Tenía ganas de una ruta larga, de las que te dejan cansado, sobre todo cuando le has perdido el hábito a cuatro horas encima de la bicicleta y hace mucho que no has estirado las reservas de glucógeno de tus piernas. El día estaba feo, pero quería rodar y rodar, con constancia, sin subidas duras pero tampoco sin relajarme.
Tras los primeros kilómetros llanos llegan las curvas del Garraf, con sus entretenidas curvas y repechos colgados de los escarpes montañosos, entre el mar y la roca. Una vez pasado Sitges el paisaje empieza a cambiar tan pronto como viramos hacia el interior: el bosque mediterráneo aparece más denso en las laderas y en las zonas más llanas empiezan a proliferar las vides que tan famoso han hecho al Penedès.
Cuando llegamos a Vilafranca volvemos a cambiar de dirección y bordeamos por su cara septentrional las montañas del Garraf, en largas y tenaces rectas que no son más que un preludio de la subida al puerto del Ordal. Se trata de una larga, constante y leve subida que sólo se acentúa en sus últimos kilómetros, hasta casi exasperarnos por el poco entretenimiento que ofrece.

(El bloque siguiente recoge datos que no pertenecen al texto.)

//! Proposal collection: lifecycle state and denormalized tallies.

use std::collections::HashMap;

use chrono::{DateTime, Utc};

use crate::domain::{Post, PostId, PostStatus, Tally, UserId, VoteKind};
use crate::error::BoardError;

/// Collection of [`Post`] records keyed by [`PostId`].
///
/// Mutated only under the [`super::BoardStore`] write guard. The tally
/// fields have exactly two writer paths: the vote transaction and the
/// reconciliation sweep's [`Self::apply_tally`].
#[derive(Debug, Default)]
pub struct PostStore {
    posts: HashMap<PostId, Post>,
}

impl PostStore {
    /// Creates an empty post collection.
    #[must_use]
    pub fn new() -> Self {
        Self::default()
    }

    /// Inserts a freshly created pending post.
    pub fn insert(&mut self, post: Post) {
        self.posts.insert(post.id, post);
    }

    /// Returns a reference to a post.
    #[must_use]
    pub fn get(&self, post_id: PostId) -> Option<&Post> {
        self.posts.get(&post_id)
    }

    /// Marks a pending post approved, recording approver and timestamp.
    ///
    /// # Errors
    ///
    /// Returns [`BoardError::PostNotFound`] if the post does not exist and
    /// [`BoardError::NotPending`] if it was already moderated; moderation
    /// transitions happen exactly once.
    pub fn approve(
        &mut self,
        post_id: PostId,
        admin: &UserId,
        now: DateTime<Utc>,
    ) -> Result<Post, BoardError> {
        let post = self
            .posts
            .get_mut(&post_id)
            .ok_or(BoardError::PostNotFound(post_id))?;
        if !post.is_pending() {
            return Err(BoardError::NotPending(post_id));
        }
        post.status = PostStatus::Approved;
        post.approved_at = Some(now);
        post.approved_by = Some(admin.clone());
        Ok(post.clone())
    }

    /// Marks a pending post rejected, recording rejecter, timestamp, and
    /// the optional reason (empty string when omitted).
    ///
    /// # Errors
    ///
    /// Returns [`BoardError::PostNotFound`] if the post does not exist and
    /// [`BoardError::NotPending`] if it was already moderated.
    pub fn reject(
        &mut self,
        post_id: PostId,
        admin: &UserId,
        reason: String,
        now: DateTime<Utc>,
    ) -> Result<Post, BoardError> {
        let post = self
            .posts
            .get_mut(&post_id)
            .ok_or(BoardError::PostNotFound(post_id))?;
        if !post.is_pending() {
            return Err(BoardError::NotPending(post_id));
        }
        post.status = PostStatus::Rejected;
        post.rejected_at = Some(now);
        post.rejected_by = Some(admin.clone());
        post.rejection_reason = Some(reason);
        Ok(post.clone())
    }

    /// Returns clones of all posts with the given status, unsorted.
    ///
    /// Callers sort in memory; see [`crate::domain::sort`].
    #[must_use]
    pub fn list_by_status(&self, status: PostStatus) -> Vec<Post> {
        self.posts
            .values()
            .filter(|p| p.status == status)
            .cloned()
            .collect()
    }

    /// Increments one tally counter on an approved post.
    ///
    /// # Errors
    ///
    /// Returns [`BoardError::PostNotFound`] if the post does not exist.
    pub fn record_vote(&mut self, post_id: PostId, kind: VoteKind) -> Result<Tally, BoardError> {
        let post = self
            .posts
            .get_mut(&post_id)
            .ok_or(BoardError::PostNotFound(post_id))?;
        post.tally.record(kind);
        Ok(post.tally)
    }

    /// Overwrites a post's tally with a recomputed value.
    ///
    /// Reconciliation-only writer path.
    ///
    /// # Errors
    ///
    /// Returns [`BoardError::PostNotFound`] if the post does not exist.
    pub fn apply_tally(&mut self, post_id: PostId, tally: Tally) -> Result<(), BoardError> {
        let post = self
            .posts
            .get_mut(&post_id)
            .ok_or(BoardError::PostNotFound(post_id))?;
        post.tally = tally;
        Ok(())
    }

    /// Removes up to `limit` rejected posts whose rejection timestamp is
    /// older than `cutoff`, returning the removed ids.
    pub fn take_rejected_older_than(
        &mut self,
        cutoff: DateTime<Utc>,
        limit: usize,
    ) -> Vec<PostId> {
        let expired: Vec<PostId> = self
            .posts
            .values()
            .filter(|p| {
                p.status == PostStatus::Rejected
                    && p.rejected_at.is_some_and(|rejected| rejected < cutoff)
            })
            .map(|p| p.id)
            .take(limit)
            .collect();
        for id in &expired {
            self.posts.remove(id);
        }
        expired
    }

    /// Returns the ids of all approved posts.
    #[must_use]
    pub fn approved_ids(&self) -> Vec<PostId> {
        self.posts
            .values()
            .filter(|p| p.status == PostStatus::Approved)
            .map(|p| p.id)
            .collect()
    }
}
//! SQLite database health adapter
//!
//! Implements the `DatabaseHealthPort` on top of the sqlx pool.

use std::time::Instant;

use application::error::ApplicationError;
use application::ports::{DatabaseHealth, DatabaseHealthPort};
use async_trait::async_trait;
use sqlx::SqlitePool;
use tracing::{debug, instrument};

use super::error::map_sqlx_error;

/// SQLite database health adapter
#[derive(Debug, Clone)]
pub struct SqliteDatabaseHealth {
    pool: SqlitePool,
}

impl SqliteDatabaseHealth {
    #[must_use]
    pub const fn new(pool: SqlitePool) -> Self {
        Self { pool }
    }
}

#[async_trait]
impl DatabaseHealthPort for SqliteDatabaseHealth {
    #[instrument(skip(self))]
    async fn check_health(&self) -> Result<DatabaseHealth, ApplicationError> {
        let start = Instant::now();

        let version: String = sqlx::query_scalar("SELECT sqlite_version()")
            .fetch_one(&self.pool)
            .await
            .map_err(map_sqlx_error)?;

        let response_time_ms = u64::try_from(start.elapsed().as_millis()).unwrap_or(u64::MAX);
        debug!(response_time_ms, "Database health check passed");

        Ok(DatabaseHealth::healthy()
            .with_version(format!("SQLite {version}"))
            .with_pool_size(self.pool.size())
            .with_response_time(response_time_ms))
    }
}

De ahí al industrioso valle del Llobregat todo es bajada, rápida en tramos de carretera abierta y muy lenta en las travesías urbanas, hasta llegar a Molins de Rei. Pese a llevar tiempo sin hacer tantas horas de bici decido olvidarme de la versión sencilla y llana que completaría el recorrido e irme por la montañosa: mi querida Collserola. Subo la plácida y agradable Santa Creu d'Olorda y remato con el Tibidabo, techo de la etapa, antes de bajar a Barcelona y dejar tras de mí un rosario de kilómetros ensimismado dando pedales.